Below are some records. Copy every line in them that holds "filesystem".

++++ RECORD EXTRACTS ++++

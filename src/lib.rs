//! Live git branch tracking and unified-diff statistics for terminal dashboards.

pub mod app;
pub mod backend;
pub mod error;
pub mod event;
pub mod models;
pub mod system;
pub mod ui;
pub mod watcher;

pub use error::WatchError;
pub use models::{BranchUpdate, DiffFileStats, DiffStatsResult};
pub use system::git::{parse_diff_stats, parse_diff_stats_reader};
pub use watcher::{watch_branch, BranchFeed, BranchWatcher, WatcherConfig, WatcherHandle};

++++
++++ RECORD EXTRACTS ++++

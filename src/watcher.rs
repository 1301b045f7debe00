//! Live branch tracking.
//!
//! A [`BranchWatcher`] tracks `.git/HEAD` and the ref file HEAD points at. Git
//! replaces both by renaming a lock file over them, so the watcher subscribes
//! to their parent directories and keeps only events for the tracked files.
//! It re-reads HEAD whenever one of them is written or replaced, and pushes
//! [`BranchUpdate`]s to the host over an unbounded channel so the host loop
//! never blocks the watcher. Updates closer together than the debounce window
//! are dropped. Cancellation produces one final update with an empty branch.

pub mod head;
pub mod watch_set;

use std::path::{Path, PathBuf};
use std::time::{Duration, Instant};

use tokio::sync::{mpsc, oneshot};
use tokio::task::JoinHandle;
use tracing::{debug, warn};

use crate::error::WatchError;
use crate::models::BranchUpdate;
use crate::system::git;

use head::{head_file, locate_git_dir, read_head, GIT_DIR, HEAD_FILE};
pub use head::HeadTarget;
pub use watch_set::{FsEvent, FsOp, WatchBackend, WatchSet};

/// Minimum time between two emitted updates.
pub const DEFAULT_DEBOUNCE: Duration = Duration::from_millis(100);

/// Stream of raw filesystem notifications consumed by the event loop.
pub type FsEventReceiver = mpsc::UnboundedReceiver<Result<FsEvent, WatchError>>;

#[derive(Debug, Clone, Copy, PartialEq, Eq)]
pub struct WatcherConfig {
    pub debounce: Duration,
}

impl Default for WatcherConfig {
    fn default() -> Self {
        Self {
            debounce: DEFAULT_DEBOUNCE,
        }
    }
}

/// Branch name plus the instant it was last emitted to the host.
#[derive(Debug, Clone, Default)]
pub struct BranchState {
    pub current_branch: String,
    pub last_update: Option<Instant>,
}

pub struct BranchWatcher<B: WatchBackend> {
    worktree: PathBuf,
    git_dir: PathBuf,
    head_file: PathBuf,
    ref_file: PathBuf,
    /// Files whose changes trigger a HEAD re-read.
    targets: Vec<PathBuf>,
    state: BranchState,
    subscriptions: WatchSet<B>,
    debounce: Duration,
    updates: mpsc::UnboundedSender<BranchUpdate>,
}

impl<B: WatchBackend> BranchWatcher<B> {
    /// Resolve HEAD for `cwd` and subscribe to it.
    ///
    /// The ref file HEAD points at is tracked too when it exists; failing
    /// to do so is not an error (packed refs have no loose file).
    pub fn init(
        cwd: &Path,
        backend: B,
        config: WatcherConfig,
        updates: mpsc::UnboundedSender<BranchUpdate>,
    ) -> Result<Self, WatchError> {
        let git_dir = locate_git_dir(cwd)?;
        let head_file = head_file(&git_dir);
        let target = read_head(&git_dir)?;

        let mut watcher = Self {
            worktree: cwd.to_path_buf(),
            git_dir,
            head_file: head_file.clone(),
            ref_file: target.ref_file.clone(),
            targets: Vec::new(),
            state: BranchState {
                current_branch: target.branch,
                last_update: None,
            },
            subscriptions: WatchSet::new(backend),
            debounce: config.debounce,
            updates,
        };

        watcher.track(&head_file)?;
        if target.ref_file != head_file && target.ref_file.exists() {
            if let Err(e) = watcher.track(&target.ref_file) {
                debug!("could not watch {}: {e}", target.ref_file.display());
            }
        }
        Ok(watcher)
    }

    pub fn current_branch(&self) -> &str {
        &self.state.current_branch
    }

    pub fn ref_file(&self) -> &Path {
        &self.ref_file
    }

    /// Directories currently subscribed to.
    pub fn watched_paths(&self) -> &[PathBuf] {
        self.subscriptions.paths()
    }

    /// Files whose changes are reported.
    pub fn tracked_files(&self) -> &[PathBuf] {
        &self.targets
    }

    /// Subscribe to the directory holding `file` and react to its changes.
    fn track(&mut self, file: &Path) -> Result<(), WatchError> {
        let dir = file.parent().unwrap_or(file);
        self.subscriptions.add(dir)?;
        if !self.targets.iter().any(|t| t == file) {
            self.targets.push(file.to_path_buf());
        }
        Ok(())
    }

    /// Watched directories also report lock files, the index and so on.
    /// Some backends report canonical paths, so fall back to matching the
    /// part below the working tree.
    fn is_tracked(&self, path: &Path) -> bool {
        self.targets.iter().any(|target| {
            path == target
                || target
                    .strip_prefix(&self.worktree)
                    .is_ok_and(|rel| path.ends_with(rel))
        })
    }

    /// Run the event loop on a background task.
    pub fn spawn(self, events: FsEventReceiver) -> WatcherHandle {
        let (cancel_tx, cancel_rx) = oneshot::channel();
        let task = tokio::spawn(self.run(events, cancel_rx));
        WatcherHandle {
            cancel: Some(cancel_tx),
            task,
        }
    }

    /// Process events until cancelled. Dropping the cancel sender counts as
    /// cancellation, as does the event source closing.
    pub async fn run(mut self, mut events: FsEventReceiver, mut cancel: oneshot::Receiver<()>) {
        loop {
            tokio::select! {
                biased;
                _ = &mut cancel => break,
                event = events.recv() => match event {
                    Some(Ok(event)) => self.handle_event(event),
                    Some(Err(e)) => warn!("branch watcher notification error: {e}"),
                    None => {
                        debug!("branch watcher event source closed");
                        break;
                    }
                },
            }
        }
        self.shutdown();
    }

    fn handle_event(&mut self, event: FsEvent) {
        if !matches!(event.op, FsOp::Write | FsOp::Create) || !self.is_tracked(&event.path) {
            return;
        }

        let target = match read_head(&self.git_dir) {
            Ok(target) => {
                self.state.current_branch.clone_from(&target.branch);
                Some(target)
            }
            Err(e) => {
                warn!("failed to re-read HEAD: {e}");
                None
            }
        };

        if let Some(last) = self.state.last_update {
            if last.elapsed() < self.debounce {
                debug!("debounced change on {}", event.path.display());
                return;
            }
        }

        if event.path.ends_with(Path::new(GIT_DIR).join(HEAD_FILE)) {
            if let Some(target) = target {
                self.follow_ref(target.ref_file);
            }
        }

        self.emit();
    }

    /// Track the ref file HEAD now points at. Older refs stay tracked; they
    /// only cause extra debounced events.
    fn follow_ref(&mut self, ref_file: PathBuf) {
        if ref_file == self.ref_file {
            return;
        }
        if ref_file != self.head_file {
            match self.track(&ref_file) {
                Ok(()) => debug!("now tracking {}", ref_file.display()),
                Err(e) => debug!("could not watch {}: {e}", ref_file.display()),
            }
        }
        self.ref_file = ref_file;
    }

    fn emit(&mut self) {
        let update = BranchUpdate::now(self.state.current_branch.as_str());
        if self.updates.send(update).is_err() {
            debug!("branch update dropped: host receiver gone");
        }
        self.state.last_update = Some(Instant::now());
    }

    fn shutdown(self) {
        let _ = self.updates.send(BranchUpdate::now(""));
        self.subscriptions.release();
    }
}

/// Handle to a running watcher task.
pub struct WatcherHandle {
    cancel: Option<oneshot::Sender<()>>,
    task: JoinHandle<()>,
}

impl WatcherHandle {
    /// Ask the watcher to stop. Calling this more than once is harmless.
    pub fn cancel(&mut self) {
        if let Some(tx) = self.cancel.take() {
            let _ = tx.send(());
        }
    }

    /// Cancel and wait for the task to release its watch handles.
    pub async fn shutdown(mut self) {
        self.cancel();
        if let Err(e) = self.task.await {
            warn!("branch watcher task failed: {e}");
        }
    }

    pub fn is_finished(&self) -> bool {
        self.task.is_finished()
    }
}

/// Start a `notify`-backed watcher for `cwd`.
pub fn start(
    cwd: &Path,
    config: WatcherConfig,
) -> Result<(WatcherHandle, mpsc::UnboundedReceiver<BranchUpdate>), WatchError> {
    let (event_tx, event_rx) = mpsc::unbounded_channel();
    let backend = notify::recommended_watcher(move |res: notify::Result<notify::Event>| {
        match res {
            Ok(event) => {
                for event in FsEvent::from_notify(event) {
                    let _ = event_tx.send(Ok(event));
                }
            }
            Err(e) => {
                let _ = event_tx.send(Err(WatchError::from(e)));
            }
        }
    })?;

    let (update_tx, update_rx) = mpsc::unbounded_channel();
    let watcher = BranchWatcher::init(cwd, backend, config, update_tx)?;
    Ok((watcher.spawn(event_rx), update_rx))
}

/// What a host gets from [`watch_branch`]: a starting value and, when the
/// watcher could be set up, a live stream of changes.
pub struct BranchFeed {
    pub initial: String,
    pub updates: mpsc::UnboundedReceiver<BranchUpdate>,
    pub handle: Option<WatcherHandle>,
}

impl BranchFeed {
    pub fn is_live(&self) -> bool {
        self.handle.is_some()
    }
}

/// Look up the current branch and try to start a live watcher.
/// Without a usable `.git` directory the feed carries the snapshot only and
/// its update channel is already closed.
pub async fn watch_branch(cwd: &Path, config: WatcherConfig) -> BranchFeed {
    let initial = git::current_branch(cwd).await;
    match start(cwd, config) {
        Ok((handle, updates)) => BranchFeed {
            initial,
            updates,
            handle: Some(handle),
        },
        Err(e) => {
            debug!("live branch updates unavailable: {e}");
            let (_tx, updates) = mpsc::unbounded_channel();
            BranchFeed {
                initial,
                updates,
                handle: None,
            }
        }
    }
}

++++
++++ RECORD EXTRACTS ++++

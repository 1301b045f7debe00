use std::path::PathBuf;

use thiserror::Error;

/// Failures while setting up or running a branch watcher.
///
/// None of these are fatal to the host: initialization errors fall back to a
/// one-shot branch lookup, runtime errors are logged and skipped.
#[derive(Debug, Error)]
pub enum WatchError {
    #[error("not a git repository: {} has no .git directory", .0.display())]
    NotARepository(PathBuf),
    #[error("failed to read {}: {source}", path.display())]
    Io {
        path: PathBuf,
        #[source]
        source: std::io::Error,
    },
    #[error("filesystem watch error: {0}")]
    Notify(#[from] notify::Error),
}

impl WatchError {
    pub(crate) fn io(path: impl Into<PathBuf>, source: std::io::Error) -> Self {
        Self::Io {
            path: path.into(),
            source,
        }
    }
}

++++

• SOLUTION TO THE EXERCISE:
/// Stream of raw filesystem notifications consumed by the event loop.
    #[error("filesystem watch error: {0}")]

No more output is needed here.